Une plainte avait également été déposée contre elle pour violation de domicile. Le procureur général a cependant classé cette affaire, vu un retrait de plainte survenu en cours de procédure. Ce type d'infraction ne se poursuit pas d'office.

Cris à la fenêtre

Un autre rapport de police est parvenu au Ministère public après une intervention au domicile de Mme Garbani le samedi matin 14 juin, lorsqu'elle criait en petite tenue à sa fenêtre, victime de coups reçus de la part de son compagnon.

Lors de l'intervention, les agents n'ont pas enregistré de plainte. Personne n'a dénoncé le scandale public, pas plus que Valérie Garbani n'a porté plainte contre l'auteur des coups. Ce dernier est le compagnon dont la conseillère communale avait déjà évoqué le comportement violent.

Mme Garbani a fait diverses déclarations au sujet de violences domestiques, rappelle le Ministère public neuchâtelois. Le 19 juin, elle a indiqué au procureur général qu'elle renonçait à déposer plainte. De plus, la condition du ménage commun n'étant pas réunie, ces violences ne sont pas poursuivies d'office.
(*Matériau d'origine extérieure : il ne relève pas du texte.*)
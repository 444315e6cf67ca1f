//! Command handlers.
//!
//! Each handler translates its arguments into controller or screen calls and
//! prints the outcome. The helpers below wire the configured backend.

use std::path::Path;
use std::sync::Arc;

use tracing::{debug, warn};

use servicedeck_adapters::{BackendOutputs, GraphqlCollaborator, InMemoryCollaborator};
use servicedeck_core::{
    application::ApplicationError,
    error::{DeckError, DeckResult},
    prelude::*,
};

use crate::{
    config::{AppConfig, BackendKind},
    error::{CliResult, IntoCli},
    output::OutputManager,
};

pub mod completions;
pub mod config;
pub mod demo;
pub mod init;
pub mod list;
pub mod press;
pub mod remove;
pub mod render;
pub mod seed;

/// Build the collaborator named by `backend.kind`.
pub(crate) fn collaborator(config: &AppConfig) -> CliResult<Arc<dyn ServiceCollaborator>> {
    match config.backend.kind {
        BackendKind::Memory => {
            let backend = match &config.backend.fixture {
                Some(path) => InMemoryCollaborator::with_records(load_fixture(path)?),
                None => InMemoryCollaborator::new(),
            };
            debug!(records = backend.len(), "Using in-memory backend");
            Ok(Arc::new(backend))
        }
        BackendKind::Http => {
            let outputs = BackendOutputs::load(&config.backend.outputs)?;
            let collaborator = GraphqlCollaborator::new(&outputs)?;
            debug!(endpoint = collaborator.endpoint(), "Using GraphQL backend");
            Ok(Arc::new(collaborator))
        }
    }
}

pub(crate) fn controller(config: &AppConfig) -> CliResult<Arc<SyncController>> {
    Ok(Arc::new(SyncController::with_policy(
        collaborator(config)?,
        config.sync.list_error_policy,
    )))
}

pub(crate) fn screen_options(
    config: &AppConfig,
    theme: Option<Theme>,
    width: Option<u32>,
) -> CliResult<ScreenOptions> {
    let viewport = Viewport::try_new(width.unwrap_or(config.display.viewport_width))
        .map_err(DeckError::from)?;

    Ok(ScreenOptions {
        theme: theme.unwrap_or(config.display.theme),
        viewport,
        ..ScreenOptions::default()
    })
}

/// Accept a snapshot that was applied despite listing problems, after
/// warning about each problem. Every other failure passes through.
pub(crate) fn settle(
    result: DeckResult<Vec<Service>>,
    controller: &SyncController,
    output: &OutputManager,
) -> CliResult<Vec<Service>> {
    match result {
        Ok(services) => Ok(services),
        Err(DeckError::Application(ApplicationError::PartialSnapshot {
            applied: true,
            problems,
            ..
        })) => {
            warn!(problems = problems.len(), "Showing partial listing");
            output.warning("The backend listing was incomplete:")?;
            for problem in &problems {
                output.warning(&format!("  {problem}"))?;
            }
            Ok(controller.services()?)
        }
        Err(e) => Err(e.into()),
    }
}

fn load_fixture(path: &Path) -> CliResult<Vec<ServiceRecord>> {
    let raw = std::fs::read_to_string(path)
        .with_cli_context(|| format!("Failed to read fixture '{}'", path.display()))?;
    serde_json::from_str(&raw)
        .with_cli_context(|| format!("Fixture '{}' is not a JSON array of records", path.display()))
}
La condamnation de la conseillère communale concerne donc uniquement les faits survenus le 13 avril. Mme Garbani n'ayant pas fait recours contre l'ordonnance pénale, elle a valeur de jugement définitif.

Fuites

Les écarts de conduite de la conseillère communale avaient été rendus publics après des fuites dont s'est rendu coupable un policier municipal. Celui-ci a été identifié et suspendu. La procédure ouverte à son encontre pour violation du secret de fonction est toujours en cours. En plus de la sanction administrative, il encourt une condamnation pénale.
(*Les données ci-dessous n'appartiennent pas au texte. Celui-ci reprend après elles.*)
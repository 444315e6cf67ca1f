//! Implementation of the `servicedeck seed` command.

use std::path::Path;

use tracing::{info, instrument};

use servicedeck_core::prelude::{NewService, seed_catalog};

use crate::{
    cli::{ListFormat, SeedArgs},
    config::AppConfig,
    error::{CliError, CliResult, IntoCli},
    output::OutputManager,
};

#[instrument(skip_all)]
pub async fn execute(args: SeedArgs, config: AppConfig, output: OutputManager) -> CliResult<()> {
    let catalog = match &args.catalog {
        Some(path) => load_catalog(path)?,
        None => seed_catalog(),
    };

    let format = super::list::resolve_format(ListFormat::Table, &output);

    if args.dry_run {
        if format == ListFormat::Json {
            output.json(&catalog)?;
            return Ok(());
        }
        output.info(&format!("Dry run: would create {} service(s)", catalog.len()))?;
        for draft in &catalog {
            output.print(&format!("  {}  {}", draft.title, draft.description))?;
        }
        return Ok(());
    }

    let controller = super::controller(&config)?;

    let spinner = output.spinner(&format!("Creating {} service(s)...", catalog.len()));
    let result = controller.seed(&catalog).await;
    if let Some(spinner) = spinner {
        spinner.finish_and_clear();
    }
    let services = super::settle(result, &controller, &output)?;

    info!(created = catalog.len(), "Catalog seeded");
    if format != ListFormat::Json {
        output.success(&format!("Created {} service(s)", catalog.len()))?;
    }
    super::list::print_services(&services, format, &output)
}

fn load_catalog(path: &Path) -> CliResult<Vec<NewService>> {
    let raw = std::fs::read_to_string(path)
        .with_cli_context(|| format!("Failed to read catalog '{}'", path.display()))?;
    let catalog: Vec<NewService> = serde_json::from_str(&raw).with_cli_context(|| {
        format!(
            "Catalog '{}' must be a JSON array of {{\"title\", \"description\"}}",
            path.display()
        )
    })?;

    if let Some(blank) = catalog.iter().position(|d| d.title.trim().is_empty()) {
        return Err(CliError::InvalidInput {
            message: format!("catalog entry #{} has a blank title", blank + 1),
            source: None,
        });
    }
    Ok(catalog)
}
Malgré ces affaires, la socialiste Valérie Garbani avait été brillamment réélue aux élections communales du 27 avril. Depuis, elle a promis de ne plus faire d'esclandre et de se soumettre à une thérapie. Le conseil communal et le PS neuchâtelois lui ont réitéré leur confiance en juin, mais ont fait comprendre qu'ils ne toléreront plus d'écart de conduite.